(SOURCE DATA Opens)

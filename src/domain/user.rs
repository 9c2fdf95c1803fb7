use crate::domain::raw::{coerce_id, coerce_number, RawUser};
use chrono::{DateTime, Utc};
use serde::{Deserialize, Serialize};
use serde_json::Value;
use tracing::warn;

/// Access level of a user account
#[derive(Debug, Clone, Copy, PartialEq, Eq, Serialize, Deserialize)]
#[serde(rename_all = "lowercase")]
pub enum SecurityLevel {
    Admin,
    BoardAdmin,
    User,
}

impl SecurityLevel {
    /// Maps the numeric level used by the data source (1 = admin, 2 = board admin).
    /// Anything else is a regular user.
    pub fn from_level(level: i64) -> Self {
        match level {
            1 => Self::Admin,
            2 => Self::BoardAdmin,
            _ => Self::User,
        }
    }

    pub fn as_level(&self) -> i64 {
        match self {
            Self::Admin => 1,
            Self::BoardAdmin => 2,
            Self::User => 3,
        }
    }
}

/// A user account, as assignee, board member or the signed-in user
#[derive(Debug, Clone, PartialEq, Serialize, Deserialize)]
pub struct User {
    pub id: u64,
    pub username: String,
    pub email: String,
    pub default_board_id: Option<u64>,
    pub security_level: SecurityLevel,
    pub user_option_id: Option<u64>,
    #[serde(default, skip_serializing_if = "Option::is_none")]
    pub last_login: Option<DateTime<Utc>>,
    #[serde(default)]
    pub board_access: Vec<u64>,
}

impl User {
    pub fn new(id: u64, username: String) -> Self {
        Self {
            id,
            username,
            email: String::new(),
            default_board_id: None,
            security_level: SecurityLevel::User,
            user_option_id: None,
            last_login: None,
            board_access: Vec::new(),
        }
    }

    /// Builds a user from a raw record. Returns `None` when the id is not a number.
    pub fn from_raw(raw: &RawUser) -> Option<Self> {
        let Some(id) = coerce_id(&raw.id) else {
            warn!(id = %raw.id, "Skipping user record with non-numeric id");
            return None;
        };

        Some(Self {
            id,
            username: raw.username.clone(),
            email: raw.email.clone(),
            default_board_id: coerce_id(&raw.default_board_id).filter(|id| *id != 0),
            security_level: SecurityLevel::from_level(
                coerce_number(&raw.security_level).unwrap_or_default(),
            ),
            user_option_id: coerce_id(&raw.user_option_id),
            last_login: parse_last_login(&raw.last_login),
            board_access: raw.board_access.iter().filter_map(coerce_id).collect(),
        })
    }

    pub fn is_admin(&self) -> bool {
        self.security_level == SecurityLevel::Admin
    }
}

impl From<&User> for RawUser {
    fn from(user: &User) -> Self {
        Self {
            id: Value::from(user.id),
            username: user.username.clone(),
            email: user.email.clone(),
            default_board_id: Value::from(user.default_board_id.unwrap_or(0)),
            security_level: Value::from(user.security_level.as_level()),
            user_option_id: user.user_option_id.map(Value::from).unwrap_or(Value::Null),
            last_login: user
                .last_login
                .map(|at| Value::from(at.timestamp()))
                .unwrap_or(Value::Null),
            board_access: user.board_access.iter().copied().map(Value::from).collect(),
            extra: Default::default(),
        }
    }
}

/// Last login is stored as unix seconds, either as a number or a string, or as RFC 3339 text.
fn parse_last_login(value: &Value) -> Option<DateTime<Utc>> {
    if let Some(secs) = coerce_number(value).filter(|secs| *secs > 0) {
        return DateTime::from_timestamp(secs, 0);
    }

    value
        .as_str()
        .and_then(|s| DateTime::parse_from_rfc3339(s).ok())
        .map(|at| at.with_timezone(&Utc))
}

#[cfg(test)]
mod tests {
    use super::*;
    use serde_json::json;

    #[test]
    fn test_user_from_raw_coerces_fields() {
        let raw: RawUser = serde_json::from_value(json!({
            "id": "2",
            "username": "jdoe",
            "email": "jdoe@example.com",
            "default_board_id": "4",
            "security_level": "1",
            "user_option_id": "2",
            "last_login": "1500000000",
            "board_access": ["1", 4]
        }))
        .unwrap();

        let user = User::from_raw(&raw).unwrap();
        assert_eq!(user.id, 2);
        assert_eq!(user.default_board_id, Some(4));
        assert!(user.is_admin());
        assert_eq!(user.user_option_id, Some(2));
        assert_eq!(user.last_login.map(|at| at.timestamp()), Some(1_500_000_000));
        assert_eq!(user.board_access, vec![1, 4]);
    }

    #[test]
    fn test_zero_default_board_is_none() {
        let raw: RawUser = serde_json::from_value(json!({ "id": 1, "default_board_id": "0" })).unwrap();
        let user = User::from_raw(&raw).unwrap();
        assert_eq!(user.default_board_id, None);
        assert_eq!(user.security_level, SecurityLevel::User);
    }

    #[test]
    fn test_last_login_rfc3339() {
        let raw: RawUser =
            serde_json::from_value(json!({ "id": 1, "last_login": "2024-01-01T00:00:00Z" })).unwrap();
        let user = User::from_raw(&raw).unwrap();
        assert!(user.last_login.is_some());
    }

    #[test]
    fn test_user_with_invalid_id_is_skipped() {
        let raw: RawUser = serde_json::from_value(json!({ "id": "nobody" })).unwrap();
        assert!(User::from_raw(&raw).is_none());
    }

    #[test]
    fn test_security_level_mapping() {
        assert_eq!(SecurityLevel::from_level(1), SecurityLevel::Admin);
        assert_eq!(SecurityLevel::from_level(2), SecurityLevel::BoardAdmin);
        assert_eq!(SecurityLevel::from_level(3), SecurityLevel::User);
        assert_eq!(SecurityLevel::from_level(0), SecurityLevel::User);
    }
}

(SOURCE DATA Closes)

● **TASK PROMPT**
Pull out every line in the data above that has the word "Null".

● **RESPONSE TO THIS TASK**
            user_option_id: user.user_option_id.map(Value::from).unwrap_or(Value::Null),
                .unwrap_or(Value::Null),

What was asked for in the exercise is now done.